Report how many lines in the records below contain the word "struct". Nothing else belongs in the answer.

Collection entries
-- -- --

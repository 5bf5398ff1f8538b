use async_trait::async_trait;

/// Optional capability `Service` may be configured with. The content
/// service never generates previews itself — no content transformation is
/// in scope here; this trait exists purely as an extension point a caller
/// can wire in without changing `Service`'s signature. `Service` stores the
/// handle but never invokes it.
#[async_trait]
pub trait Previewer: Send + Sync {
    /// Whether this previewer claims to be able to produce a preview for
    /// the given document type. Not called anywhere in this crate today.
    async fn supports(&self, document_type: &str) -> bool;
}
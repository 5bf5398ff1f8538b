use std::collections::BTreeMap;

use serde::Deserialize;

/// Body of `POST /contents`.
#[derive(Debug, Deserialize)]
pub struct CreateContentBody {
    pub tenant_id: String,
    pub owner_id: String,
    pub owner_type: String,
    pub name: String,
    pub document_type: String,
    #[serde(default)]
    pub description: Option<String>,
}

/// Body of `PUT /contents/{id}/metadata`. `content_id` is
/// always taken from the path, not this body.
#[derive(Debug, Deserialize, Default)]
pub struct SetContentMetadataBody {
    #[serde(default)]
    pub mime_type: Option<String>,
    #[serde(default)]
    pub file_name: Option<String>,
    #[serde(default)]
    pub file_size: Option<u64>,
    #[serde(default)]
    pub tags: Vec<String>,
    #[serde(default)]
    pub title: Option<String>,
    #[serde(default)]
    pub description: Option<String>,
    #[serde(default)]
    pub created_by: Option<String>,
    #[serde(default)]
    pub custom: BTreeMap<String, serde_json::Value>,
}

/// Body of `POST /contents/{id}/objects`: mints an Object record and a
/// presigned upload URL.
#[derive(Debug, Deserialize, Default)]
pub struct CreateObjectBody {
    #[serde(default)]
    pub backend: String,
    #[serde(default)]
    pub file_name: Option<String>,
}

/// Body of `POST /contents/{id}/derived`. `parent_id` is taken
/// from the path.
#[derive(Debug, Deserialize, Default)]
pub struct CreateDerivedContentBody {
    #[serde(default)]
    pub derivation_type: String,
    #[serde(default)]
    pub variant: String,
    pub name: String,
    pub document_type: String,
    pub owner_id: String,
    pub owner_type: String,
    pub tenant_id: String,
    #[serde(default)]
    pub derivation_params: BTreeMap<String, serde_json::Value>,
    #[serde(default)]
    pub processing_metadata: BTreeMap<String, serde_json::Value>,
}

/// Query params for `GET /contents/bulk?id=…&id=…` (max 50 ids).
#[derive(Debug, Deserialize, Default)]
pub struct BulkQuery {
    #[serde(default)]
    pub id: Vec<String>,
}

/// Query params for `GET /contents/{id}/objects?latest=true|false`.
#[derive(Debug, Deserialize, Default)]
pub struct ListObjectsQuery {
    #[serde(default)]
    pub latest: bool,
}

/// JSON shape of the `ObjectMeta` returned by a raw upload.
/// `silo-store` itself stays free of a `serde` dependency; this is the one
/// place that needs the wire shape.
#[derive(Debug, serde::Serialize)]
pub struct UploadResultDto {
    pub content_type: Option<String>,
    pub size_bytes: u64,
    pub etag: Option<String>,
}

impl From<silo_store::ObjectMeta> for UploadResultDto {
    fn from(meta: silo_store::ObjectMeta) -> Self {
        Self {
            content_type: meta.content_type,
            size_bytes: meta.size_bytes,
            etag: meta.etag,
        }
    }
}
//! silo-http: a thin axum layer over `silo_service::Service`.
//! Out of the core by design — the content/object/derivation logic lives
//! in `silo-service`; this crate only does request parsing, JSON
//! encoding, and presigned-request validation at the HTTP boundary.

mod app;
mod blobs;
mod dto;
mod error;
mod extract;
mod routes;
mod state;

pub use app::build_router;
pub use error::{HttpError, HttpResult};
pub use state::AppState;

use tokio::net::{TcpListener, ToSocketAddrs};

/// Binds `addr` and serves the full router until the process is killed.
pub async fn serve<A: ToSocketAddrs>(state: AppState, addr: A) -> anyhow::Result<()> {
    let listener = TcpListener::bind(addr).await?;
    let router = build_router(state);
    axum::serve(listener, router).await?;
    Ok(())
}
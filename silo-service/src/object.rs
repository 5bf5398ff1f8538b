use silo_core::{ContentError, ContentEvent, ContentEventKind, ContentResult};
use silo_model::{ContentId, Object, ObjectId};

use crate::requests::CreateObjectRequest;
use crate::Service;

impl Service {
    /// `CreateObject(req)`: mints the object key and a presigned upload
    /// URL without touching any bytes. Pairs with a later
    /// `PUT {upload_url}` that lands on the backend directly, bypassing
    /// `Service` entirely.
    pub async fn create_object_for_upload(
        &self,
        req: CreateObjectRequest,
    ) -> ContentResult<(Object, String)> {
        let content = self.repository.get_content(&req.content_id).await.map_err(ContentError::from)?;
        let backend = self.resolve_backend(&req.backend)?;

        let object_id = ObjectId::new();
        let object_key = self.object_key_for(&content, &object_id, req.file_name.as_deref()).await?;

        let version = self
            .repository
            .get_objects_by_content_id(&content.id)
            .await
            .map_err(ContentError::from)?
            .into_iter()
            .map(|o| o.version)
            .max()
            .map(|v| v + 1)
            .unwrap_or(1);

        let mut object = Object {
            id: object_id,
            ..Object::new(content.id.clone(), backend.backend_name().to_string(), version, object_key.clone(), content.document_type.clone())
        };
        object.file_name = req.file_name.clone();
        let object = self.repository.create_object(object).await.map_err(ContentError::from)?;

        self.emit(
            ContentEvent::new(ContentEventKind::ObjectCreated, content.id.to_string(), content.tenant_id.clone())
                .with_object_id(object.id.to_string()),
        )
        .await;

        let upload_url = backend.get_upload_url(&object_key).await.map_err(ContentError::from)?;
        Ok((object, upload_url))
    }

    /// `ListObjects(contentId, latestOnly)`: `latestOnly=true`
    /// returns just the highest-version, non-deleted Object.
    pub async fn list_objects(&self, content_id: &ContentId, latest_only: bool) -> ContentResult<Vec<Object>> {
        let objects = self
            .repository
            .get_objects_by_content_id(content_id)
            .await
            .map_err(ContentError::from)?;
        if latest_only {
            Ok(objects.into_iter().take(1).collect())
        } else {
            Ok(objects)
        }
    }
}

-- -- --

[Exercise output]: 7